In „ausgeräumten“ intensiv agrarisch genutzten Räumen wie dem Gäuboden enthält praktisch jeder Landschaftsplan das Ziel der Durchgrünung der Agrarlandschaft mit linearen Gehölzstrukturen. Nur selten wird dieses Ziel auch durch entsprechende Maßnahmen umgesetzt, zumeist nur in Teilen in Verbindung mit Eingriffen im Rahmen von Bauleitplanungsverfahren. Darüber sind im gültigen Regionalplan Vorgaben zur „Schaffung ökologischer Ausgleichsflächen in landwirtschaftlich intensiv genutzten Gebieten, insbesondere südlich der Donau“ enthalten. Wenn dem energiewirtschaftlichen Bedarf bei Umstieg auf erneuerbare Energien entspechend die Zahl der großflächigen Freiland-Photovoltaikanlagen gerade auch in diesen Bereichen stark gesteigert würde, wären die dabei jeweils festgesetzten Eingrünungs-Maßnahmen geeignet, einen Teil dieser Funktionen langfristig/dauerhaft zu übernehmen. Genau dies wird aber in der gängigen Praxis derzeit dadurch verhindert, dass der Bestand dieser Eingrünungs-Maßnahmen jeweils nur für die Betriebsdauer der entsprechenden Photovoltaikanlagen bzw. für die Dauer der Nutzung der Flächen mit Photovoltaikanlagen gesichert ist, jedoch nicht für die Zeit nach deren Rückbau bzw. der dann meist wieder festgesetzten landwirtschaftlichen Nutzung der (Haupt-)Flächen.

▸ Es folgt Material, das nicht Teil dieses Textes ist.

mod common;

use anyhow::Result;
use reqwest::StatusCode;
use serde_json::json;

// These tests exercise the validation layer, which runs before any database
// access, so they hold with or without a live Postgres behind the server.

#[tokio::test]
async fn points_get_requires_org_id() -> Result<()> {
    let server = common::ensure_server().await?;
    let client = reqwest::Client::new();

    let res = client
        .get(format!("{}/points", server.base_url))
        .send()
        .await?;

    assert_eq!(res.status(), StatusCode::BAD_REQUEST);
    let body = res.json::<serde_json::Value>().await?;
    assert_eq!(body["error"], "org_id обязателен");
    Ok(())
}

#[tokio::test]
async fn points_post_requires_org_id() -> Result<()> {
    let server = common::ensure_server().await?;
    let client = reqwest::Client::new();

    let res = client
        .post(format!("{}/points", server.base_url))
        .json(&json!({ "points_amount": 10 }))
        .send()
        .await?;

    assert_eq!(res.status(), StatusCode::BAD_REQUEST);
    Ok(())
}

#[tokio::test]
async fn points_put_requires_enablement_flag() -> Result<()> {
    let server = common::ensure_server().await?;
    let client = reqwest::Client::new();

    let res = client
        .put(format!("{}/points", server.base_url))
        .json(&json!({ "org_id": 1 }))
        .send()
        .await?;

    assert_eq!(res.status(), StatusCode::BAD_REQUEST);
    let body = res.json::<serde_json::Value>().await?;
    assert_eq!(body["error"], "is_enabled обязателен");
    Ok(())
}

#[tokio::test]
async fn points_rejects_unsupported_method() -> Result<()> {
    let server = common::ensure_server().await?;
    let client = reqwest::Client::new();

    let res = client
        .delete(format!("{}/points", server.base_url))
        .send()
        .await?;

    assert_eq!(res.status(), StatusCode::METHOD_NOT_ALLOWED);
    Ok(())
}

#[tokio::test]
async fn accrual_requires_org_and_action_type() -> Result<()> {
    let server = common::ensure_server().await?;
    let client = reqwest::Client::new();

    let res = client
        .post(format!("{}/points-rules", server.base_url))
        .json(&json!({ "org_id": 1 }))
        .send()
        .await?;

    assert_eq!(res.status(), StatusCode::BAD_REQUEST);
    let body = res.json::<serde_json::Value>().await?;
    assert_eq!(body["error"], "org_id и action_type обязательны");
    Ok(())
}

#[tokio::test]
async fn override_upsert_requires_rule_id() -> Result<()> {
    let server = common::ensure_server().await?;
    let client = reqwest::Client::new();

    let res = client
        .put(format!("{}/points-rules", server.base_url))
        .json(&json!({ "org_id": 1, "multiplier": 2.0 }))
        .send()
        .await?;

    assert_eq!(res.status(), StatusCode::BAD_REQUEST);
    Ok(())
}

// The remaining tests drive the ledger itself and need Postgres behind the
// server; they skip themselves when /health reports a degraded state.

#[tokio::test]
async fn balance_record_creation_is_idempotent() -> Result<()> {
    let server = common::ensure_server().await?;
    if !common::database_available(server).await {
        return Ok(());
    }
    let client = reqwest::Client::new();
    let org_id = common::fresh_org_id();
    let url = format!("{}/points?org_id={}", server.base_url, org_id);

    let first = client.get(&url).send().await?.json::<serde_json::Value>().await?;
    let second = client.get(&url).send().await?.json::<serde_json::Value>().await?;

    // Both calls see the same lazily-created row, zeroed and disabled
    assert_eq!(first["id"], second["id"]);
    assert_eq!(second["points_balance"], 0.0);
    assert_eq!(second["total_earned"], 0.0);
    assert_eq!(second["total_spent"], 0.0);
    assert_eq!(second["is_enabled"], false);
    Ok(())
}

#[tokio::test]
async fn debit_guard_rejects_overdraft_and_leaves_ledger_untouched() -> Result<()> {
    let server = common::ensure_server().await?;
    if !common::database_available(server).await {
        return Ok(());
    }
    let client = reqwest::Client::new();
    let org_id = common::fresh_org_id();

    let res = client
        .post(format!("{}/points", server.base_url))
        .json(&json!({
            "org_id": org_id,
            "points_amount": 5.0,
            "operation_type": "manual",
            "description": "пополнение"
        }))
        .send()
        .await?;
    assert_eq!(res.status(), StatusCode::OK);

    // Overdraft: balance is 5, debit of 10 must be rejected outright
    let res = client
        .post(format!("{}/points", server.base_url))
        .json(&json!({ "org_id": org_id, "points_amount": -10.0 }))
        .send()
        .await?;
    assert_eq!(res.status(), StatusCode::BAD_REQUEST);
    let body = res.json::<serde_json::Value>().await?;
    assert_eq!(body["error"], "Недостаточно баллов");

    let balance = client
        .get(format!("{}/points?org_id={}", server.base_url, org_id))
        .send()
        .await?
        .json::<serde_json::Value>()
        .await?;
    assert_eq!(balance["points_balance"], 5.0);
    assert_eq!(balance["total_spent"], 0.0);

    // The failed debit must not leave a ledger entry either
    let history = client
        .get(format!("{}/points?org_id={}&history=true", server.base_url, org_id))
        .send()
        .await?
        .json::<serde_json::Value>()
        .await?;
    let entries = history.as_array().expect("history array");
    assert_eq!(entries.len(), 1);
    assert_eq!(entries[0]["points_amount"], 5.0);
    Ok(())
}

#[tokio::test]
async fn balance_equals_signed_history_sum() -> Result<()> {
    let server = common::ensure_server().await?;
    if !common::database_available(server).await {
        return Ok(());
    }
    let client = reqwest::Client::new();
    let org_id = common::fresh_org_id();

    for amount in [30.0, -12.5, 7.0] {
        let res = client
            .post(format!("{}/points", server.base_url))
            .json(&json!({ "org_id": org_id, "points_amount": amount }))
            .send()
            .await?;
        assert_eq!(res.status(), StatusCode::OK, "adjustment {} failed", amount);
    }

    let balance = client
        .get(format!("{}/points?org_id={}", server.base_url, org_id))
        .send()
        .await?
        .json::<serde_json::Value>()
        .await?;
    assert_eq!(balance["points_balance"], 24.5);
    assert_eq!(balance["total_earned"], 37.0);
    assert_eq!(balance["total_spent"], 12.5);

    let history = client
        .get(format!("{}/points?org_id={}&history=true", server.base_url, org_id))
        .send()
        .await?
        .json::<serde_json::Value>()
        .await?;
    let replayed: f64 = history
        .as_array()
        .expect("history array")
        .iter()
        .map(|entry| entry["points_amount"].as_f64().unwrap_or(0.0))
        .sum();
    assert!((replayed - 24.5).abs() < 1e-9, "history sum {} != balance", replayed);
    Ok(())
}

#[tokio::test]
async fn cors_preflight_is_answered() -> Result<()> {
    let server = common::ensure_server().await?;
    let client = reqwest::Client::new();

    let res = client
        .request(reqwest::Method::OPTIONS, format!("{}/points", server.base_url))
        .header("Origin", "http://localhost:5173")
        .header("Access-Control-Request-Method", "POST")
        .send()
        .await?;

    assert_eq!(res.status(), StatusCode::OK);
    assert!(res.headers().contains_key("access-control-allow-origin"));
    Ok(())
}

Dabei wären meist erhebliche Teile der festgesetzten Eingrünungs-Maßnahmen mit lokalen Aufweitungen als Bestandteil linearer Biotopverbundsysteme gut geeignet. Bereitschaft und Möglichkeiten der Gemeinden sind also zu fördern, entsprechende Eingrünungs- Grundstücksflächen zu erwerben und somit dauerhaft zu erhalten. Und natürlich ist die CSU-, CDU- und FDP-Koalition mit ihrem unseligen Vorhaben zu stoppen, die PVA-Förderung zu atomisieren, das die aufstrebende und zukunftsfähige Solarbranche mit ihren Arbeitsplätzen in diesem Land ruinieren wird.